▶ _What this task involves_
When you reach the line that contains "fn null_as_empty<'de, D>(deserializer: D)" in the data below, start reproducing lines exactly, and stop after the line that contains "use crate::coord::TILE_SIZE;".

Stored data

* * * * * * * * *

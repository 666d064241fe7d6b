//! Console Logger
//!
//! `log` backend that writes to the browser devtools console.

use log::{Level, LevelFilter, Log, Metadata, Record, SetLoggerError};
use wasm_bindgen::JsValue;
use web_sys::console;

struct ConsoleLogger;

static LOGGER: ConsoleLogger = ConsoleLogger;

impl Log for ConsoleLogger {
    fn enabled(&self, metadata: &Metadata) -> bool {
        metadata.level() <= log::max_level()
    }

    fn log(&self, record: &Record) {
        if !self.enabled(record.metadata()) {
            return;
        }
        let line = JsValue::from_str(&format_line(record));
        match record.level() {
            Level::Error => console::error_1(&line),
            Level::Warn => console::warn_1(&line),
            Level::Info => console::info_1(&line),
            Level::Debug | Level::Trace => console::debug_1(&line),
        }
    }

    fn flush(&self) {}
}

fn format_line(record: &Record) -> String {
    format!("{} {}", record.level(), record.args())
}

/// Install the console logger. Fails if a logger is already set.
pub fn init(level: LevelFilter) -> Result<(), SetLoggerError> {
    log::set_logger(&LOGGER)?;
    log::set_max_level(level);
    Ok(())
}
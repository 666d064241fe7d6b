//! Item List Component
//!
//! Fetches the item collection from the backend and renders it as a grid.
//! Fetches on mount and whenever `reload` becomes true; a failed fetch
//! leaves the previous collection on screen.

use leptos::prelude::*;
use leptos::task::spawn_local;

use crate::api::{self, ApiError, ItemQuery};
use crate::components::{card_views, ItemCard};
use crate::config::ApiConfig;
use crate::loader::{LoadTracker, ReloadGate, Settled, Ticket};
use crate::models::Item;

pub const EMPTY_MESSAGE: &str = "No items found.";

/// Text shown instead of the grid, if any
fn empty_message(items: &[Item]) -> Option<&'static str> {
    if items.is_empty() {
        Some(EMPTY_MESSAGE)
    } else {
        None
    }
}

/// State changes and callbacks owed for one finished fetch
#[derive(Debug, Default, PartialEq)]
struct LoadEffect {
    /// Replacement list; `None` keeps what is on screen
    items: Option<Vec<Item>>,
    /// Clears the loading flag
    settled: bool,
    completed: bool,
    failure: Option<String>,
}

fn load_effect(settled: Settled<Vec<Item>, ApiError>, ticket: Ticket) -> LoadEffect {
    match settled {
        Settled::Apply(loaded) => {
            log::info!("[ItemList] Loaded {} items", loaded.len());
            LoadEffect {
                items: Some(loaded),
                settled: true,
                completed: true,
                failure: None,
            }
        }
        Settled::Fail(err) => {
            log::error!("[ItemList] GET error: {}", err);
            LoadEffect {
                items: None,
                settled: true,
                completed: false,
                failure: Some(err.to_string()),
            }
        }
        Settled::Stale => {
            log::debug!("[ItemList] Dropped stale response (generation {})", ticket.generation());
            LoadEffect::default()
        }
    }
}

#[component]
pub fn ItemList(
    config: ApiConfig,
    /// Fetch when this is (or becomes) true. Defaults to true.
    #[prop(into, optional)]
    reload: Option<Signal<bool>>,
    /// Search keyword; blank lists every item.
    #[prop(into, optional)]
    keyword: Option<Signal<String>>,
    /// Runs after a successful fetch has replaced the list.
    #[prop(into, optional)]
    on_load_completed: Option<Callback<()>>,
    /// Runs with the error message when a fetch fails.
    #[prop(into, optional)]
    on_load_failed: Option<Callback<String>>,
) -> impl IntoView {
    let reload = reload.unwrap_or_else(|| Signal::stored(true));

    let (items, set_items) = signal(Vec::<Item>::new());
    let (loading, set_loading) = signal(false);

    let config = StoredValue::new(config);
    let gate = StoredValue::new(ReloadGate::new());
    let tracker = StoredValue::new(LoadTracker::new());

    on_cleanup(move || {
        tracker.try_update_value(|t| t.cancel());
    });

    Effect::new(move |_| {
        let reload = reload.get();
        let query = ItemQuery::from_keyword(&keyword.map(|k| k.get()).unwrap_or_default());

        if !gate.try_update_value(|g| g.observe(reload, &query)).unwrap_or(false) {
            return;
        }
        if tracker.try_with_value(|t| t.is_loading()).unwrap_or(false) {
            log::debug!("[ItemList] Superseding in-flight fetch");
        }
        let (Some(ticket), Some(config)) = (
            tracker.try_update_value(|t| t.begin()),
            config.try_get_value(),
        ) else {
            return;
        };

        log::info!("[ItemList] Fetching {} (generation {})", query.url(&config), ticket.generation());
        set_loading.set(true);

        spawn_local(async move {
            let result = api::fetch_items(&config, &query).await;
            let settled = tracker
                .try_update_value(|t| t.settle(ticket, result))
                .unwrap_or(Settled::Stale);

            let effect = load_effect(settled, ticket);
            if let Some(loaded) = effect.items {
                let _ = set_items.try_set(loaded);
            }
            if effect.settled {
                let _ = set_loading.try_set(false);
            }
            if effect.completed {
                if let Some(callback) = on_load_completed {
                    callback.run(());
                }
            }
            if let (Some(message), Some(callback)) = (effect.failure, on_load_failed) {
                callback.run(message);
            }
        });
    });

    view! {
        <div class="wrapper" class:loading=move || loading.get()>
            <Show
                when=move || items.with(|list| empty_message(list).is_none())
                fallback=|| view! { <p class="empty-message">{EMPTY_MESSAGE}</p> }
            >
                <For
                    each=move || items.with(|list| config.with_value(|cfg| card_views(list, cfg)))
                    key=|card| card.key
                    children=move |card| view! { <ItemCard card=card /> }
                />
            </Show>
        </div>
    }
}
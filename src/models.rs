//! Frontend Models
//!
//! Data structures matching the item service's JSON.

use serde::{Deserialize, Deserializer};

/// One marketplace listing (matches backend)
#[derive(Debug, Clone, PartialEq, Deserialize)]
pub struct Item {
    pub id: i64,
    #[serde(default)]
    pub name: String,
    #[serde(default)]
    pub category: String,
    /// Empty when the listing has no photo
    #[serde(default)]
    pub image_filename: String,
}

impl Item {
    pub fn has_image(&self) -> bool {
        !self.image_filename.is_empty()
    }
}

/// Body of `GET /items` and `GET /search`
#[derive(Debug, Clone, Default, PartialEq, Deserialize)]
pub struct ItemListResponse {
    /// The backend sends `null` for an empty collection.
    #[serde(default, deserialize_with = "null_as_empty")]
    pub items: Vec<Item>,
}

fn null_as_empty<'de, D>(deserializer: D) -> Result<Vec<Item>, D::Error>
where
    D: Deserializer<'de>,
{
    Ok(Option::<Vec<Item>>::deserialize(deserializer)?.unwrap_or_default())
}
// SPDX-License-Identifier: Apache-2.0
// © James Ross Ω FLYING•ROBOTS <https://github.com/flyingrobots>
//! Uniform grid over effect bounding boxes.
//!
//! Cell size is one tile. Every live effect occupies the cells covered by
//! its inflated AABB; a per-cell capacity guard rejects upserts that would
//! saturate a cell, and the caller is expected to drop the effect.

use rustc_hash::FxHashMap;

use crate::coord::TILE_SIZE;

/// Axis-aligned bounding box in world units.
#[derive(Debug, Clone, Copy, PartialEq, Default)]
pub struct Aabb {
    /// Minimum x.
    pub min_x: f64,
    /// Minimum y.
    pub min_y: f64,
    /// Maximum x.
    pub max_x: f64,
    /// Maximum y.
    pub max_y: f64,
}

impl Aabb {
    /// Constructs a box from a center and half-extents.
    #[must_use]
    pub fn from_center(x: f64, y: f64, half_w: f64, half_h: f64) -> Self {
        Self {
            min_x: x - half_w,
            min_y: y - half_h,
            max_x: x + half_w,
            max_y: y + half_h,
        }
    }

    /// Inflates degenerate extents to `min_extent` around the center.
    #[must_use]
    fn clamped_to_min_extent(self, min_extent: f64) -> Self {
        let mut out = self;
        if out.max_x - out.min_x < min_extent {
            let cx = (out.min_x + out.max_x) / 2.0;
            out.min_x = cx - min_extent / 2.0;
            out.max_x = cx + min_extent / 2.0;
        }
        if out.max_y - out.min_y < min_extent {
            let cy = (out.min_y + out.max_y) / 2.0;
            out.min_y = cy - min_extent / 2.0;
            out.max_y = cy + min_extent / 2.0;
        }
        out
    }
}

/// Uniform grid index with a per-cell capacity guard.
#[derive(Debug)]
pub struct SpatialIndex {
    cell_size: f64,
    max_per_cell: usize,
    cells: FxHashMap<(i64, i64), Vec<String>>,
    coverage: FxHashMap<String, Vec<(i64, i64)>>,
}

/// Default per-cell occupancy bound.
pub const DEFAULT_MAX_PER_CELL: usize = 32;

impl Default for SpatialIndex {
    fn default() -> Self {
        Self::new(TILE_SIZE, DEFAULT_MAX_PER_CELL)
    }
}

impl SpatialIndex {
    /// Creates an index with the given cell size and capacity bound.
    #[must_use]
    pub fn new(cell_size: f64, max_per_cell: usize) -> Self {
        Self {
            cell_size,
            max_per_cell,
            cells: FxHashMap::default(),
            coverage: FxHashMap::default(),
        }
    }

    fn cells_for(&self, aabb: Aabb) -> Vec<(i64, i64)> {
        // Clamp the minimum extent to a quarter cell so a degenerate box
        // still lands in at least one cell.
        let aabb = aabb.clamped_to_min_extent(self.cell_size * 0.25);
        let min_cx = (aabb.min_x / self.cell_size).floor() as i64;
        let min_cy = (aabb.min_y / self.cell_size).floor() as i64;
        let max_cx = (aabb.max_x / self.cell_size).floor() as i64;
        let max_cy = (aabb.max_y / self.cell_size).floor() as i64;
        let mut out = Vec::with_capacity(((max_cx - min_cx + 1) * (max_cy - min_cy + 1)) as usize);
        for cy in min_cy..=max_cy {
            for cx in min_cx..=max_cx {
                out.push((cx, cy));
            }
        }
        out
    }

    /// Inserts or relocates `id` to cover `aabb`.
    ///
    /// Returns `false` when any covered cell would exceed the capacity
    /// bound; the index is left unchanged and the caller must drop the
    /// effect.
    pub fn upsert(&mut self, id: &str, aabb: Aabb) -> bool {
        let wanted = self.cells_for(aabb);
        for cell in &wanted {
            let occupants = self.cells.get(cell).map_or(0, Vec::len);
            let already_here = self
                .cells
                .get(cell)
                .is_some_and(|v| v.iter().any(|o| o == id));
            let existing = usize::from(already_here);
            if occupants - existing >= self.max_per_cell {
                return false;
            }
        }
        self.remove(id);
        for cell in &wanted {
            self.cells.entry(*cell).or_default().push(id.to_owned());
        }
        self.coverage.insert(id.to_owned(), wanted);
        true
    }

    /// Removes `id` from every cell it covers. O(cells-per-effect).
    pub fn remove(&mut self, id: &str) {
        let Some(covered) = self.coverage.remove(id) else {
            return;
        };
        for cell in covered {
            if let Some(occupants) = self.cells.get_mut(&cell) {
                occupants.retain(|o| o != id);
                if occupants.is_empty() {
                    self.cells.remove(&cell);
                }
            }
        }
    }

    /// Ids of effects whose coverage intersects `aabb`, sorted and deduped.
    #[must_use]
    pub fn query(&self, aabb: Aabb) -> Vec<String> {
        let mut out: Vec<String> = Vec::new();
        for cell in self.cells_for(aabb) {
            if let Some(occupants) = self.cells.get(&cell) {
                out.extend(occupants.iter().cloned());
            }
        }
        out.sort_unstable();
        out.dedup();
        out
    }

    /// Number of indexed effects.
    #[must_use]
    pub fn len(&self) -> usize {
        self.coverage.len()
    }

    /// True when nothing is indexed.
    #[must_use]
    pub fn is_empty(&self) -> bool {
        self.coverage.is_empty()
    }
}

#[cfg(test)]
mod tests {
    use super::*;

    #[test]
    fn upsert_and_query_round_trip() {
        let mut index = SpatialIndex::default();
        assert!(index.upsert("e1", Aabb::from_center(20.0, 20.0, 5.0, 5.0)));
        assert!(index.upsert("e2", Aabb::from_center(100.0, 100.0, 5.0, 5.0)));
        let hits = index.query(Aabb::from_center(20.0, 20.0, 10.0, 10.0));
        assert_eq!(hits, vec!["e1".to_owned()]);
    }

    #[test]
    fn upsert_relocates_instead_of_duplicating() {
        let mut index = SpatialIndex::default();
        assert!(index.upsert("e1", Aabb::from_center(20.0, 20.0, 5.0, 5.0)));
        assert!(index.upsert("e1", Aabb::from_center(500.0, 500.0, 5.0, 5.0)));
        assert!(index.query(Aabb::from_center(20.0, 20.0, 10.0, 10.0)).is_empty());
        assert_eq!(index.len(), 1);
    }

    #[test]
    fn capacity_guard_rejects_saturated_cell() {
        let mut index = SpatialIndex::new(TILE_SIZE, 2);
        assert!(index.upsert("e1", Aabb::from_center(20.0, 20.0, 1.0, 1.0)));
        assert!(index.upsert("e2", Aabb::from_center(21.0, 21.0, 1.0, 1.0)));
        assert!(!index.upsert("e3", Aabb::from_center(22.0, 22.0, 1.0, 1.0)));
        // A resident effect can still move within the saturated cell.
        assert!(index.upsert("e2", Aabb::from_center(23.0, 23.0, 1.0, 1.0)));
    }

    #[test]
    fn remove_clears_coverage() {
        let mut index = SpatialIndex::default();
        assert!(index.upsert("e1", Aabb::from_center(20.0, 20.0, 50.0, 50.0)));
        index.remove("e1");
        assert!(index.is_empty());
        assert!(index.query(Aabb::from_center(20.0, 20.0, 60.0, 60.0)).is_empty());
    }

    #[test]
    fn degenerate_box_still_covers_a_cell() {
        let mut index = SpatialIndex::default();
        assert!(index.upsert("e1", Aabb::from_center(20.0, 20.0, 0.0, 0.0)));
        assert_eq!(
            index.query(Aabb::from_center(20.0, 20.0, 1.0, 1.0)),
            vec!["e1".to_owned()]
        );
    }
}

* * * * * * * * *

▶ _Task solution_
fn null_as_empty<'de, D>(deserializer: D) -> Result<Vec<Item>, D::Error>
where
    D: Deserializer<'de>,
{
    Ok(Option::<Vec<Item>>::deserialize(deserializer)?.unwrap_or_default())
}
// SPDX-License-Identifier: Apache-2.0
// © James Ross Ω FLYING•ROBOTS <https://github.com/flyingrobots>
//! Uniform grid over effect bounding boxes.
//!
//! Cell size is one tile. Every live effect occupies the cells covered by
//! its inflated AABB; a per-cell capacity guard rejects upserts that would
//! saturate a cell, and the caller is expected to drop the effect.

use rustc_hash::FxHashMap;

use crate::coord::TILE_SIZE;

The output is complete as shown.